Thank you for your reply. Does bootstrapping helps against autocorrelation and heteroskedacity as well? Since my female variables significance changes if I use robust I'd really want it to make sure I use the correct one.

Best regards,
Clara

Last edited by Clara Simonsson; 06 Jan 2020, 06:23.
Comment
Joao Santos Silva

Join Date: Apr 2014

Posts: 3000
#4

06 Jan 2020, 06:49

The results are asymptotically equivalent; both deal with hetero and serial correlation.

Best wishes,

Joao
Comment

Carlo Lazzaro

Join Date: Apr 2014
Posts: 17675

06 Jan 2020, 07:19

Clara:
as an aside to Joao's helpful advice, please note that it not correct to run -hausman- and then invoke non-default standard errors.
If you detected heteroskedasticity and/or autocorrelation in your dataset and you wisely invoked clustered robust standard errors to deal with both these nuisances, you should leave -hausman- and switch to the community-contributed command -xtoverid- to test which specification fits your data better.
Just type -search xtoverid- to spot and install it.
As you can see from the following toy-example:
- being glorious but a bit old-fashioned, -xtoverid- does not support -fvvarlist- notation. Hence, you should prefix your regression code with -xi:-;
- there's no need to run both -xtreg,fe- and -xtreg, re- and save their estimates.

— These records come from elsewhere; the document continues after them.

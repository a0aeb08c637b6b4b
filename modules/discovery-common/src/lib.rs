pub mod config;
pub mod error;
pub mod types;

pub use config::{Config, EpThresholds, Policy, RatioThresholds};
pub use error::{DiscoveryError, Result, Severity};
pub use types::*;
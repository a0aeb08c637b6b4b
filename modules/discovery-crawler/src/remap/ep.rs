use std::sync::LazyLock;

use regex::Regex;

use discovery_common::{Category, EpThresholds, Track};

use super::Remapper;

static EP_MATCHER: LazyLock<Regex> = LazyLock::new(|| Regex::new(r"(?i)\bEP\b").unwrap());

/// Singles that are really EPs: either labelled as such, or too long to be a single.
pub struct EpRemapper {
    thresholds: EpThresholds,
}

impl EpRemapper {
    pub fn new(thresholds: EpThresholds) -> Self {
        Self { thresholds }
    }
}

impl Remapper for EpRemapper {
    fn category(&self) -> Category {
        Category::Ep
    }

    /// The catalog files EPs as singles.
    fn applies_to(&self, category: Category) -> bool {
        category == Category::Single
    }

    fn qualifies(&self, title: &str, tracks: &[Track]) -> bool {
        if tracks.is_empty() {
            return false;
        }
        if EP_MATCHER.is_match(title) {
            return true;
        }
        let count = tracks.len();
        let total_ms: u64 = tracks.iter().map(|t| u64::from(t.duration_ms)).sum();
        let lesser_ms = self
            .thresholds
            .min_duration_lesser
            .num_milliseconds()
            .max(0) as u64;
        count >= self.thresholds.min_tracks
            || (count >= self.thresholds.min_tracks_lesser && total_ms >= lesser_ms)
    }
}

#[cfg(test)]
mod tests {
    use discovery_common::Policy;

    use super::*;
    use crate::testing::tracks_with_minutes;

    fn remapper() -> EpRemapper {
        EpRemapper::new(Policy::default().ep)
    }

    #[test]
    fn ep_in_title_qualifies() {
        let tracks = tracks_with_minutes("r", &[4, 4]);
        assert!(remapper().qualifies("Black Carpet EP", &tracks));
    }

    #[test]
    fn five_tracks_make_an_ep() {
        let tracks = tracks_with_minutes("r", &[3, 3, 3, 3, 3]);
        assert!(remapper().qualifies("The Resurrection", &tracks));
    }

    #[test]
    fn three_long_tracks_make_an_ep() {
        let tracks = tracks_with_minutes("r", &[8, 7, 6]);
        assert!(remapper().qualifies("Lumina Aurea", &tracks));
    }

    #[test]
    fn short_singles_stay_singles() {
        assert!(!remapper().qualifies("Harvest", &tracks_with_minutes("r", &[4, 5, 3])));
        assert!(!remapper().qualifies("Drei Mann - Zwei Songs", &tracks_with_minutes("r", &[3, 3])));
        assert!(!remapper().qualifies("Oh Yeah!", &tracks_with_minutes("r", &[3])));
    }

    #[test]
    fn word_boundary_prevents_false_positives() {
        assert!(!remapper().qualifies("Deep Sleep", &tracks_with_minutes("r", &[4])));
    }

    #[test]
    fn only_singles_are_eligible() {
        assert!(remapper().applies_to(Category::Single));
        assert!(!remapper().applies_to(Category::Album));
        assert!(!remapper().applies_to(Category::AppearsOn));
    }
}
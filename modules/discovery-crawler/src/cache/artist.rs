use std::collections::HashSet;
use std::sync::{Mutex, PoisonError};

use chrono::{DateTime, Duration, Utc};
use tracing::{debug, info};

use discovery_common::{ArtistId, DiscoveryError, Result};

use crate::traits::{CacheStore, MusicCatalog};

/// Followed artists for one crawl. `new` is the subset that was not cached before.
#[derive(Debug, Clone, Default, PartialEq, Eq)]
pub struct ArtistSnapshot {
    pub all: Vec<ArtistId>,
    pub new: Vec<ArtistId>,
}

impl ArtistSnapshot {
    pub fn is_empty(&self) -> bool {
        self.all.is_empty()
    }
}

/// Followed-artist cache. Once populated the durable list is served verbatim;
/// an empty list is re-fetched from the catalog at most once per `ttl`.
pub struct ArtistCache {
    ttl: Duration,
    last_refreshed_at: Mutex<Option<DateTime<Utc>>>,
}

impl ArtistCache {
    pub fn new(ttl: Duration) -> Self {
        Self {
            ttl,
            last_refreshed_at: Mutex::new(None),
        }
    }

    pub fn last_refreshed_at(&self) -> Option<DateTime<Utc>> {
        *self
            .last_refreshed_at
            .lock()
            .unwrap_or_else(PoisonError::into_inner)
    }

    pub fn set_last_refreshed_at(&self, at: Option<DateTime<Utc>>) {
        *self
            .last_refreshed_at
            .lock()
            .unwrap_or_else(PoisonError::into_inner) = at;
    }

    fn is_expired(&self, now: DateTime<Utc>) -> bool {
        match self.last_refreshed_at() {
            None => true,
            Some(last) => now - last > self.ttl,
        }
    }

    pub async fn followed_artists(
        &self,
        store: &dyn CacheStore,
        catalog: &dyn MusicCatalog,
        now: DateTime<Utc>,
    ) -> Result<ArtistSnapshot> {
        let cached = clean_ids(store.cached_artist_ids().await?);
        if !cached.is_empty() {
            return Ok(ArtistSnapshot {
                all: cached,
                new: Vec::new(),
            });
        }

        if !self.is_expired(now) {
            debug!("Artist cache empty but refreshed recently, deferring fetch");
            return Ok(ArtistSnapshot::default());
        }

        let fresh = clean_ids(catalog.followed_artists().await?);
        if fresh.is_empty() {
            return Err(DiscoveryError::Config("No followed artists found".to_string()));
        }
        store.append_artist_ids(&fresh).await?;
        self.set_last_refreshed_at(Some(now));

        let previously: HashSet<&str> = cached.iter().map(String::as_str).collect();
        let new: Vec<ArtistId> = fresh
            .iter()
            .filter(|id| !previously.contains(id.as_str()))
            .cloned()
            .collect();
        info!(total = fresh.len(), new = new.len(), "Refreshed followed artists");

        Ok(ArtistSnapshot { all: fresh, new })
    }
}

/// Drop blanks, literal "null" ids and duplicates, keeping first-seen order.
fn clean_ids(ids: Vec<ArtistId>) -> Vec<ArtistId> {
    let mut seen = HashSet::new();
    ids.into_iter()
        .filter(|id| !id.is_empty() && !id.eq_ignore_ascii_case("null"))
        .filter(|id| seen.insert(id.clone()))
        .collect()
}

#[cfg(test)]
mod tests {
    use super::*;
    use crate::testing::{MockCacheStore, MockCatalog};

    fn now() -> DateTime<Utc> {
        "2024-06-01T12:00:00Z".parse().unwrap()
    }

    #[tokio::test]
    async fn non_empty_cache_is_returned_without_delta() {
        let store = MockCacheStore::new().with_artists(&["a", "b"]);
        let catalog = MockCatalog::new().with_followed(&["a", "b", "c"]);
        let cache = ArtistCache::new(Duration::hours(24));

        let snapshot = cache.followed_artists(&store, &catalog, now()).await.unwrap();

        assert_eq!(snapshot.all, vec!["a".to_string(), "b".to_string()]);
        assert!(snapshot.new.is_empty());
        assert_eq!(catalog.followed_calls(), 0);
    }

    #[tokio::test]
    async fn expired_empty_cache_fetches_and_marks_everything_new() {
        let store = MockCacheStore::new();
        let catalog = MockCatalog::new().with_followed(&["a", "b"]);
        let cache = ArtistCache::new(Duration::hours(24));
        cache.set_last_refreshed_at(Some(now() - Duration::hours(25)));

        let snapshot = cache.followed_artists(&store, &catalog, now()).await.unwrap();

        assert_eq!(snapshot.all, snapshot.new);
        assert_eq!(snapshot.all.len(), 2);
        assert_eq!(store.artist_ids(), vec!["a".to_string(), "b".to_string()]);
        assert_eq!(cache.last_refreshed_at(), Some(now()));
    }

    #[tokio::test]
    async fn never_refreshed_counts_as_expired() {
        let store = MockCacheStore::new();
        let catalog = MockCatalog::new().with_followed(&["a"]);
        let cache = ArtistCache::new(Duration::hours(24));

        let snapshot = cache.followed_artists(&store, &catalog, now()).await.unwrap();

        assert_eq!(snapshot.new, vec!["a".to_string()]);
        assert_eq!(catalog.followed_calls(), 1);
    }

    #[tokio::test]
    async fn empty_cache_within_window_skips_remote_call() {
        let store = MockCacheStore::new();
        let catalog = MockCatalog::new().with_followed(&["a"]);
        let cache = ArtistCache::new(Duration::hours(24));
        cache.set_last_refreshed_at(Some(now() - Duration::hours(23)));

        let snapshot = cache.followed_artists(&store, &catalog, now()).await.unwrap();

        assert!(snapshot.is_empty());
        assert_eq!(catalog.followed_calls(), 0);
    }

    #[tokio::test]
    async fn exactly_ttl_old_refresh_is_still_within_window() {
        let store = MockCacheStore::new();
        let catalog = MockCatalog::new().with_followed(&["a"]);
        let cache = ArtistCache::new(Duration::hours(24));
        cache.set_last_refreshed_at(Some(now() - Duration::hours(24)));

        let snapshot = cache.followed_artists(&store, &catalog, now()).await.unwrap();

        assert!(snapshot.is_empty());
        assert_eq!(catalog.followed_calls(), 0);
    }

    #[tokio::test]
    async fn zero_followed_artists_is_a_configuration_error() {
        let store = MockCacheStore::new();
        let catalog = MockCatalog::new();
        let cache = ArtistCache::new(Duration::hours(24));

        let err = cache
            .followed_artists(&store, &catalog, now())
            .await
            .unwrap_err();

        assert!(matches!(err, DiscoveryError::Config(_)));
        assert_eq!(cache.last_refreshed_at(), None);
    }

    #[test]
    fn null_and_duplicate_ids_are_dropped() {
        let ids = vec!["a".into(), "null".into(), "".into(), "a".into(), "b".into()];
        assert_eq!(clean_ids(ids), vec!["a".to_string(), "b".to_string()]);
    }
}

You can simply run the latter and then invoke -xtoverid-. If the p-value gives no evidence of rejecting the null, go -re-; otherwise, switch to -fe-:

Code:

. use "http://www.stata-press.com/data/r16/nlswork.dta"
(National Longitudinal Survey.  Young Women 14-26 years of age in 1968)

. xi: xtreg ln_wage i.race tenure, re vce(cluster idcode)
i.race            _Irace_1-3          (naturally coded; _Irace_1 omitted)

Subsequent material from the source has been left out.